Moreover, the right to be forgotten can be asserted not only against the publisher of content (such as Facebook or a newspaper) but against search engines like Google and Yahoo that link to the content. In Argentina, which recognizes a version of the right to be forgotten, there are more than one hundred cases demanding the removal of user-generated content brought by entertainers and celebrities, such as the Sports Illustrated swimsuit model Yesica Toscanini. As a result, when a user of Yahoo Argentina plugs Toscanini’s name into the Yahoo search engine, the result is a blank page and a judicial order.
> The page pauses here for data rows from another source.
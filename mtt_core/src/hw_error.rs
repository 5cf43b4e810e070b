//! Maps `Box<dyn Error>` from the link boundary to typed `MttError`.
//!
//! `mtt_traits::ActuatorLink` returns boxed errors; this module recovers the
//! transport code or device error byte, with a feature-gated downcast to
//! `mtt_hardware::LinkFault` and a string fallback for foreign backends.

use crate::error::{MttError, RegisterOp};

/// Transport code used when a foreign backend gives no better information.
const FALLBACK_TX_FAIL: i32 = -1001;
const FALLBACK_RX_TIMEOUT: i32 = -3001;

/// Map a link error to a typed `MttError`, attributed to `op`.
pub fn map_link_error(e: &(dyn std::error::Error + 'static), op: RegisterOp) -> MttError {
    #[cfg(feature = "hardware-errors")]
    {
        use mtt_hardware::{CommResult, LinkFault};
        if let Some(fault) = e.downcast_ref::<LinkFault>() {
            return match fault {
                LinkFault::Comm(result) => MttError::Comm {
                    op,
                    code: result.code(),
                    message: result.description().to_string(),
                },
                LinkFault::Device(dev) => MttError::Device {
                    op,
                    code: dev.code(),
                    message: dev.to_string(),
                },
                LinkFault::Open { .. } => MttError::LinkOpen(fault.to_string()),
                LinkFault::Closed => MttError::Comm {
                    op,
                    code: CommResult::PortBusy.code(),
                    message: fault.to_string(),
                },
                LinkFault::Io(io) => MttError::Comm {
                    op,
                    code: CommResult::RxFail.code(),
                    message: io.to_string(),
                },
            };
        }
    }

    let message = e.to_string();
    let code = if message.to_lowercase().contains("timeout") {
        FALLBACK_RX_TIMEOUT
    } else {
        FALLBACK_TX_FAIL
    };
    MttError::Comm { op, code, message }
}
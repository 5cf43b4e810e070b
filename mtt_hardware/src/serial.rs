//! Serial-port backend (`hardware` feature).

use std::time::Duration;

use serialport::{ClearBuffer, SerialPort};

use crate::error::{LinkFault, Result};
use crate::protocol1::{Port, Protocol1Link};

/// Everything needed to open the bus.
#[derive(Debug, Clone)]
pub struct SerialSettings {
    pub port: String,
    pub baud_rate: u32,
    pub read_timeout: Duration,
    /// Electrical standard of the adapter (232, 422 or 485). The USB and
    /// on-board adapters this tool targets switch line drivers themselves,
    /// so the value is only reported.
    pub port_spec: u16,
}

impl Port for Box<dyn SerialPort> {
    fn discard_input(&mut self) -> std::io::Result<()> {
        self.clear(ClearBuffer::Input).map_err(std::io::Error::from)
    }
}

/// Open the port, set the baud rate and wrap it in a Protocol 1.0 link.
pub fn open(settings: &SerialSettings) -> Result<Protocol1Link<Box<dyn SerialPort>>> {
    let port = serialport::new(&settings.port, settings.baud_rate)
        .timeout(settings.read_timeout)
        .open()
        .map_err(|e| LinkFault::Open {
            port: settings.port.clone(),
            reason: e.to_string(),
        })?;
    tracing::info!(
        port = %settings.port,
        baud = settings.baud_rate,
        spec = settings.port_spec,
        "serial port open"
    );
    Ok(Protocol1Link::new(port))
}
//! Seams between the motor test tool core and the outside world.
//!
//! - [`ActuatorLink`]: register access to one servo bus (real or simulated).
//! - [`Clock`]: monotonic time, swappable for a virtual clock in tests.
pub mod clock;

pub use clock::{Clock, ManualClock, MonotonicClock};

use std::fmt;

/// Error type crossing the link boundary. Backends box their own error types;
/// the core downcasts the ones it knows.
pub type LinkError = Box<dyn std::error::Error + Send + Sync>;

/// Width of a control-table entry.
#[derive(Debug, Clone, Copy, PartialEq, Eq, Hash)]
pub enum RegWidth {
    Byte,
    Word,
    Long,
}

impl RegWidth {
    pub const fn bytes(self) -> u8 {
        match self {
            RegWidth::Byte => 1,
            RegWidth::Word => 2,
            RegWidth::Long => 4,
        }
    }

    /// Width from a byte count, if supported.
    pub const fn from_bytes(n: u8) -> Option<Self> {
        match n {
            1 => Some(RegWidth::Byte),
            2 => Some(RegWidth::Word),
            4 => Some(RegWidth::Long),
            _ => None,
        }
    }

    /// Largest value that fits the register.
    pub const fn max_value(self) -> u32 {
        match self {
            RegWidth::Byte => 0xFF,
            RegWidth::Word => 0xFFFF,
            RegWidth::Long => u32::MAX,
        }
    }
}

/// Opaque control-table register identifier: address plus width.
#[derive(Debug, Clone, Copy, PartialEq, Eq, Hash)]
pub struct Register {
    pub addr: u16,
    pub width: RegWidth,
}

impl Register {
    pub const fn new(addr: u16, width: RegWidth) -> Self {
        Self { addr, width }
    }

    pub const fn byte(addr: u16) -> Self {
        Self::new(addr, RegWidth::Byte)
    }

    pub const fn word(addr: u16) -> Self {
        Self::new(addr, RegWidth::Word)
    }
}

impl fmt::Display for Register {
    fn fmt(&self, f: &mut fmt::Formatter<'_>) -> fmt::Result {
        write!(f, "{}/{}B", self.addr, self.width.bytes())
    }
}

/// Register-level access to servos on one bus.
///
/// Implementations own the transport; framing, checksums and any transport
/// level retries live behind this trait. Every call is a single blocking
/// transaction.
pub trait ActuatorLink {
    /// Probe `id`; returns the model number.
    fn ping(&mut self, id: u8) -> Result<u16, LinkError>;

    fn read(&mut self, id: u8, reg: Register) -> Result<u32, LinkError>;

    fn write(&mut self, id: u8, reg: Register, value: u32) -> Result<(), LinkError>;

    /// Release the transport. Further calls may fail.
    fn close(&mut self) -> Result<(), LinkError>;
}

impl<L: ActuatorLink + ?Sized> ActuatorLink for Box<L> {
    fn ping(&mut self, id: u8) -> Result<u16, LinkError> {
        (**self).ping(id)
    }

    fn read(&mut self, id: u8, reg: Register) -> Result<u32, LinkError> {
        (**self).read(id, reg)
    }

    fn write(&mut self, id: u8, reg: Register, value: u32) -> Result<(), LinkError> {
        (**self).write(id, reg, value)
    }

    fn close(&mut self) -> Result<(), LinkError> {
        (**self).close()
    }
}
//! Tracing subscriber setup: console on stderr plus an optional file sink.

use std::path::Path;

use eyre::WrapErr;
use tracing_subscriber::{EnvFilter, fmt, prelude::*};

use tracing_appender::non_blocking::WorkerGuard;

/// Console level when neither `RUST_LOG`, `--log-level` nor the config
/// chooses one. Keeps stdout and stderr clean for scripted use.
const DEFAULT_LEVEL: &str = "warn";

/// Install the global subscriber. The returned guard flushes the file sink
/// when dropped; hold it until the process is about to exit.
pub fn init(
    json: bool,
    cli_level: Option<&str>,
    cfg: &mtt_config::Logging,
) -> eyre::Result<Option<WorkerGuard>> {
    let level = cli_level
        .or(cfg.level.as_deref())
        .unwrap_or(DEFAULT_LEVEL);
    let filter = match EnvFilter::try_from_default_env() {
        Ok(f) => f,
        Err(_) => EnvFilter::try_new(level).wrap_err_with(|| format!("invalid log level {level}"))?,
    };

    let mut file_guard = None;
    let file_layer = match cfg.file.as_deref() {
        Some(path) => {
            let appender = rolling_appender(Path::new(path), cfg.rotation.as_deref());
            let (writer, guard) = tracing_appender::non_blocking(appender);
            file_guard = Some(guard);
            Some(
                fmt::layer()
                    .json()
                    .with_ansi(false)
                    .with_writer(writer),
            )
        }
        None => None,
    };

    let registry = tracing_subscriber::registry().with(filter).with(file_layer);
    let installed = if json {
        registry
            .with(fmt::layer().json().with_writer(std::io::stderr))
            .try_init()
    } else {
        registry
            .with(
                fmt::layer()
                    .with_target(false)
                    .with_writer(std::io::stderr),
            )
            .try_init()
    };
    installed.wrap_err("install tracing subscriber")?;
    Ok(file_guard)
}

fn rolling_appender(
    path: &Path,
    rotation: Option<&str>,
) -> tracing_appender::rolling::RollingFileAppender {
    let dir = path
        .parent()
        .filter(|p| !p.as_os_str().is_empty())
        .unwrap_or_else(|| Path::new("."));
    let name = path
        .file_name()
        .map_or_else(|| "mtt.log".into(), |n| n.to_string_lossy().into_owned());
    match rotation {
        Some("daily") => tracing_appender::rolling::daily(dir, name),
        Some("hourly") => tracing_appender::rolling::hourly(dir, name),
        _ => tracing_appender::rolling::never(dir, name),
    }
}
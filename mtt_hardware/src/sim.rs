//! In-process servo model used when no hardware backend is compiled in.

use std::collections::HashMap;

use mtt_traits::{ActuatorLink, LinkError, Register};

use crate::error::{CommResult, DeviceFault, LinkFault};

/// Control-table addresses the simulator gives physical meaning to.
#[derive(Debug, Clone, Copy)]
pub struct SimRegisters {
    pub torque_enable: u16,
    pub goal_position: u16,
    pub torque_limit: u16,
    pub present_position: u16,
}

impl Default for SimRegisters {
    fn default() -> Self {
        Self {
            torque_enable: 24,
            goal_position: 30,
            torque_limit: 34,
            present_position: 36,
        }
    }
}

/// A single servo on a simulated bus.
///
/// Each read of the present-position register moves the shaft up to
/// `slew_per_sample` counts toward the goal, provided torque is enabled, the
/// torque limit is non-zero and the shaft is not jammed.
#[derive(Debug)]
pub struct SimulatedServo {
    id: u8,
    model_number: u16,
    regs: SimRegisters,
    table: HashMap<u16, u32>,
    slew_per_sample: u32,
    jammed: bool,
    fail_after_reads: Option<(u32, CommResult)>,
    device_error: Option<u8>,
    present_reads: u32,
    writes: Vec<(Register, u32)>,
    closed: bool,
}

impl SimulatedServo {
    pub fn new(id: u8, regs: SimRegisters) -> Self {
        let mut table = HashMap::new();
        table.insert(regs.present_position, 2048);
        table.insert(regs.goal_position, 2048);
        table.insert(regs.torque_limit, 1023);
        table.insert(regs.torque_enable, 0);
        Self {
            id,
            model_number: 29,
            regs,
            table,
            slew_per_sample: 64,
            jammed: false,
            fail_after_reads: None,
            device_error: None,
            present_reads: 0,
            writes: Vec::new(),
            closed: false,
        }
    }

    pub fn with_slew(mut self, counts_per_sample: u32) -> Self {
        self.slew_per_sample = counts_per_sample;
        self
    }

    pub fn with_position(mut self, position: u32) -> Self {
        self.table.insert(self.regs.present_position, position);
        self
    }

    pub fn with_torque_enabled(mut self, on: bool) -> Self {
        self.table.insert(self.regs.torque_enable, u32::from(on));
        self
    }

    /// Mechanically block the shaft; the present position stops changing.
    pub fn jammed(mut self) -> Self {
        self.jammed = true;
        self
    }

    /// Fail every present-position read after the first `reads` succeed.
    pub fn fail_after_reads(mut self, reads: u32, result: CommResult) -> Self {
        self.fail_after_reads = Some((reads, result));
        self
    }

    /// Report `code` in the status packet of every transaction.
    pub fn with_device_error(mut self, code: u8) -> Self {
        self.device_error = Some(code);
        self
    }

    pub fn position(&self) -> u32 {
        self.reg(self.regs.present_position)
    }

    pub fn present_reads(&self) -> u32 {
        self.present_reads
    }

    pub fn writes(&self) -> &[(Register, u32)] {
        &self.writes
    }

    pub fn is_closed(&self) -> bool {
        self.closed
    }

    fn reg(&self, addr: u16) -> u32 {
        self.table.get(&addr).copied().unwrap_or(0)
    }

    fn check_addressed(&self, id: u8) -> Result<(), LinkFault> {
        if self.closed {
            return Err(LinkFault::Closed);
        }
        if id != self.id {
            return Err(LinkFault::Comm(CommResult::RxTimeout));
        }
        if let Some(code) = self.device_error {
            return Err(LinkFault::Device(DeviceFault(code)));
        }
        Ok(())
    }

    fn step_shaft(&mut self) {
        let torque_on = self.reg(self.regs.torque_enable) != 0;
        let limit = self.reg(self.regs.torque_limit);
        if self.jammed || !torque_on || limit == 0 {
            return;
        }
        let present = self.position();
        let goal = self.reg(self.regs.goal_position);
        let next = if goal > present {
            present.saturating_add(self.slew_per_sample).min(goal)
        } else {
            present.saturating_sub(self.slew_per_sample).max(goal)
        };
        self.table.insert(self.regs.present_position, next);
    }
}

impl ActuatorLink for SimulatedServo {
    fn ping(&mut self, id: u8) -> Result<u16, LinkError> {
        self.check_addressed(id)?;
        Ok(self.model_number)
    }

    fn read(&mut self, id: u8, reg: Register) -> Result<u32, LinkError> {
        self.check_addressed(id)?;
        if reg.addr == self.regs.present_position {
            self.present_reads = self.present_reads.saturating_add(1);
            if let Some((ok_reads, result)) = self.fail_after_reads
                && self.present_reads > ok_reads
            {
                return Err(Box::new(LinkFault::Comm(result)));
            }
            self.step_shaft();
        }
        let value = self.reg(reg.addr) & reg.width.max_value();
        tracing::trace!(id, reg = %reg, value, "sim read");
        Ok(value)
    }

    fn write(&mut self, id: u8, reg: Register, value: u32) -> Result<(), LinkError> {
        self.check_addressed(id)?;
        if value > reg.width.max_value() {
            return Err(Box::new(LinkFault::Comm(CommResult::TxError)));
        }
        tracing::trace!(id, reg = %reg, value, "sim write");
        self.writes.push((reg, value));
        self.table.insert(reg.addr, value);
        Ok(())
    }

    fn close(&mut self) -> Result<(), LinkError> {
        self.closed = true;
        Ok(())
    }
}
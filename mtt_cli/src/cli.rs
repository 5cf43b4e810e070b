//! CLI argument definitions and shared statics.

use clap::{ArgAction, Parser};
use mtt_config::PortSpec;
use std::path::PathBuf;
use std::sync::OnceLock;

/// Whether the user asked for JSON output (controls structured error output).
pub static JSON_MODE: OnceLock<bool> = OnceLock::new();
/// Motor ID of the current run, for error lines.
pub static ACTIVE_ID: OnceLock<u8> = OnceLock::new();

#[derive(Parser, Debug)]
#[command(
    name = "mtt",
    version,
    about = "Motor test tool for Dynamixel Protocol 1.0 servos",
    allow_negative_numbers = true
)]
pub struct Cli {
    /// Goal angle in degrees (-50.0~50.0); enables torque and moves
    #[arg(value_name = "ANGLE", value_parser = parse_angle)]
    pub angle: Option<f32>,

    /// Motor ID (1~255) [default: 1]
    #[arg(short = 'i', value_name = "ID", value_parser = clap::value_parser!(u8).range(1..))]
    pub id: Option<u8>,

    /// Torque limit (0~1023) [default: 200]; written even without a move
    #[arg(short = 'l', value_name = "LIMIT", value_parser = clap::value_parser!(u16).range(0..=1023))]
    pub torque_limit: Option<u16>,

    /// Goal timeout in seconds (1~100) [default: 2]
    #[arg(short = 't', value_name = "SECS", value_parser = clap::value_parser!(u64).range(1..=100))]
    pub goal_timeout: Option<u64>,

    /// Slip timeout in seconds (1~10) [default: 1]
    #[arg(short = 'p', value_name = "SECS", value_parser = clap::value_parser!(u64).range(1..=10))]
    pub slip_timeout: Option<u64>,

    /// Disable torque after any move
    #[arg(short = 'd', action = ArgAction::SetTrue, overrides_with = "enable")]
    pub disable: bool,

    /// Enable torque
    #[arg(short = 'e', action = ArgAction::SetTrue, overrides_with = "disable")]
    pub enable: bool,

    /// Do not print the status line
    #[arg(short = 'x', action = ArgAction::SetTrue)]
    pub no_status: bool,

    /// Serial port name [default: /dev/ttyS4]
    #[arg(short = 'n', value_name = "PORT")]
    pub port: Option<String>,

    /// Port standard: 232, 422 or 485 [default: 485]
    #[arg(short = 's', value_name = "SPEC", value_parser = parse_port_spec)]
    pub port_spec: Option<PortSpec>,

    /// Baud rate (9600~4000000, standard Dynamixel rates only) [default: 57600]
    #[arg(short = 'b', value_name = "BAUD", value_parser = parse_baud)]
    pub baud: Option<u32>,

    /// Path to config TOML (optional)
    #[arg(long, value_name = "FILE")]
    pub config: Option<PathBuf>,

    /// Print the result and errors as JSON lines
    #[arg(long, action = ArgAction::SetTrue)]
    pub json: bool,

    /// Console log level (error|warn|info|debug|trace)
    #[arg(long = "log-level", value_name = "LEVEL", value_parser = parse_log_level)]
    pub log_level: Option<String>,
}

fn parse_angle(s: &str) -> Result<f32, String> {
    let angle: f32 = s
        .trim()
        .parse()
        .map_err(|_| format!("angle must be a number, got {s}"))?;
    if !mtt_core::ANGLE_RANGE.contains(&angle) {
        return Err(format!("angle must be -50.0~50.0, got {s}"));
    }
    Ok(angle)
}

fn parse_port_spec(s: &str) -> Result<PortSpec, String> {
    let n: u16 = s
        .trim()
        .parse()
        .map_err(|_| format!("port spec must be 232, 422 or 485, got {s}"))?;
    PortSpec::try_from(n)
}

fn parse_baud(s: &str) -> Result<u32, String> {
    let baud: u32 = s
        .trim()
        .parse()
        .map_err(|_| format!("baud rate must be a number, got {s}"))?;
    if !mtt_config::is_supported_baud(baud) {
        return Err(format!("baud rate {baud} is not supported"));
    }
    Ok(baud)
}

fn parse_log_level(s: &str) -> Result<String, String> {
    if !mtt_config::is_log_level(s) {
        return Err(format!(
            "log level must be error, warn, info, debug or trace, got {s}"
        ));
    }
    Ok(s.to_ascii_lowercase())
}

#[cfg(test)]
mod tests {
    use super::*;
    use clap::CommandFactory;

    #[test]
    fn definition_is_consistent() {
        Cli::command().debug_assert();
    }

    #[test]
    fn negative_angle_is_positional() {
        let cli = Cli::try_parse_from(["mtt", "-30.5", "-i", "3"]).unwrap();
        assert_eq!(cli.angle, Some(-30.5));
        assert_eq!(cli.id, Some(3));
    }

    #[test]
    fn last_torque_flag_wins() {
        let cli = Cli::try_parse_from(["mtt", "-e", "-d"]).unwrap();
        assert!(cli.disable && !cli.enable);
        let cli = Cli::try_parse_from(["mtt", "-d", "-e"]).unwrap();
        assert!(cli.enable && !cli.disable);
    }

    #[test]
    fn log_level_is_normalized() {
        let cli = Cli::try_parse_from(["mtt", "--log-level", "DEBUG"]).unwrap();
        assert_eq!(cli.log_level.as_deref(), Some("debug"));
    }

    #[test]
    fn out_of_range_values_are_rejected() {
        for args in [
            &["mtt", "50.1"][..],
            &["mtt", "-i", "0"],
            &["mtt", "-l", "1024"],
            &["mtt", "-t", "0"],
            &["mtt", "-p", "11"],
            &["mtt", "-s", "100"],
            &["mtt", "-b", "12345"],
            &["mtt", "--log-level", "verbose"],
        ] {
            assert!(Cli::try_parse_from(args).is_err(), "{args:?}");
        }
    }
}
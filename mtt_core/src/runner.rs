//! One invocation of the tool: ping, torque setup, optional move, status.

use mtt_traits::{ActuatorLink, Clock};

use crate::config::RegisterMap;
use crate::error::{RegisterOp, Result};
use crate::link::{ping, write_reg};
use crate::poller::{ConvergencePoller, MoveRequest, PollOutcome};
use crate::status::{StatusReport, read_status};

/// What to do with torque around the move.
#[derive(Debug, Clone, Copy, PartialEq, Eq, Default)]
pub enum TorqueAction {
    #[default]
    Unchanged,
    /// Enable before the move.
    Enable,
    /// Disable after the move (or on its own when there is none).
    Disable,
}

/// Fully resolved plan for one run. Built once by the front-end.
#[derive(Debug, Clone, PartialEq)]
pub struct RunPlan {
    pub id: u8,
    /// Written before torque is enabled.
    pub torque_limit: Option<u16>,
    pub torque: TorqueAction,
    pub goal: Option<MoveRequest>,
    pub show_status: bool,
}

impl RunPlan {
    /// Derive the register actions from front-end choices.
    ///
    /// A move implies writing the torque limit and enabling torque;
    /// `disable` overrides any enable.
    #[allow(clippy::fn_params_excessive_bools)]
    pub fn derive(
        id: u8,
        torque_limit: u16,
        write_limit: bool,
        enable: bool,
        disable: bool,
        goal: Option<MoveRequest>,
        show_status: bool,
    ) -> Self {
        let moving = goal.is_some();
        let torque = if disable {
            TorqueAction::Disable
        } else if enable || moving {
            TorqueAction::Enable
        } else {
            TorqueAction::Unchanged
        };
        Self {
            id,
            torque_limit: (write_limit || moving).then_some(torque_limit),
            torque,
            goal,
            show_status,
        }
    }
}

#[derive(Debug, Clone, PartialEq, Eq)]
pub struct RunReport {
    pub model_number: u16,
    /// Present when a move was requested.
    pub outcome: Option<PollOutcome>,
    pub status: Option<StatusReport>,
}

impl RunReport {
    /// The move outcome when it was not `Reached`.
    pub fn incomplete(&self) -> Option<PollOutcome> {
        self.outcome.filter(|o| *o != PollOutcome::Reached)
    }
}

/// Execute `plan` against `link`.
///
/// A non-`Reached` outcome still runs the disable and status steps; link
/// errors stop the sequence immediately.
pub fn run<L: ActuatorLink + ?Sized, C: Clock>(
    link: &mut L,
    clock: C,
    regs: &RegisterMap,
    plan: &RunPlan,
    cancel: Option<&dyn Fn() -> bool>,
) -> Result<RunReport> {
    let id = plan.id;
    let model_number = ping(link, id)?;
    tracing::debug!(id, model_number, "ping ok");

    if let Some(limit) = plan.torque_limit {
        write_reg(
            link,
            id,
            regs.torque_limit,
            u32::from(limit),
            RegisterOp::WriteTorqueLimit,
        )?;
    }
    if plan.torque == TorqueAction::Enable {
        write_reg(link, id, regs.torque_enable, 1, RegisterOp::EnableTorque)?;
    }

    let outcome = match plan.goal {
        Some(request) => {
            let mut poller = ConvergencePoller::start(&mut *link, clock, id, regs, request)?;
            if let Some(cancel) = cancel {
                poller = poller.with_cancel(cancel);
            }
            Some(poller.run()?)
        }
        None => None,
    };

    if plan.torque == TorqueAction::Disable {
        write_reg(link, id, regs.torque_enable, 0, RegisterOp::DisableTorque)?;
    }

    let status = if plan.show_status {
        Some(read_status(link, id, regs, plan.goal.map(|g| g.target))?)
    } else {
        None
    };

    Ok(RunReport {
        model_number,
        outcome,
        status,
    })
}

#[cfg(test)]
mod tests {
    use super::*;
    use std::time::Duration;

    fn req() -> MoveRequest {
        MoveRequest {
            target: 2617,
            goal_timeout: Duration::from_secs(2),
            slip_timeout: Duration::from_secs(1),
            moving_threshold: 10,
        }
    }

    #[test]
    fn move_implies_limit_and_enable() {
        let plan = RunPlan::derive(1, 200, false, false, false, Some(req()), true);
        assert_eq!(plan.torque_limit, Some(200));
        assert_eq!(plan.torque, TorqueAction::Enable);
    }

    #[test]
    fn disable_overrides_implied_enable() {
        let plan = RunPlan::derive(1, 200, false, false, true, Some(req()), true);
        assert_eq!(plan.torque, TorqueAction::Disable);
        assert_eq!(plan.torque_limit, Some(200));
    }

    #[test]
    fn status_only_touches_nothing() {
        let plan = RunPlan::derive(3, 200, false, false, false, None, true);
        assert_eq!(plan.torque_limit, None);
        assert_eq!(plan.torque, TorqueAction::Unchanged);
    }

    #[test]
    fn explicit_limit_without_move() {
        let plan = RunPlan::derive(3, 500, true, false, false, None, false);
        assert_eq!(plan.torque_limit, Some(500));
        assert_eq!(plan.torque, TorqueAction::Unchanged);
    }
}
But the most serious concerns about free expression are raised by the third category of takedown requests: things other people post about us. The proposed European regulation treats takedown requests for truthful information posted by others identically to takedown requests for photos I’ve posted myself that have then been copied by others: Both are included in the definition of personal data as “any information relating” to me, regardless of its source. I can demand takedown, and the burden, once again, is on the social networking site or search engine to prove that it falls within the journalistic, artistic, or literary exception. This could transform Google, Yahoo, and other hosts of third party content into censors-in-chief for the European Union, rather than neutral platforms.

It’s possible, of course, that although the European regulation defines the right to be forgotten very broadly, it will be applied more narrowly. Europeans have a long tradition of declaring abstract privacy rights in theory that they fail to enforce in practice. And the regulation may be further refined by the European parliament over the next year or so.

But, for now at least, there are plenty of reasons for concern. Currently, American companies doing business in Europe enjoy some exemptions from E.U. law, under a 1995 agreement. But should that agreement be altered, the new right to be forgotten could be imposed on U.S. companies throughout Europe. It’s hard to imagine the Internet that results will be as free and open as it is now.

Jeffrey Rosen is legal affairs editor of The New Republic. A longer version of this article appears in the Stanford Law Reviewonline.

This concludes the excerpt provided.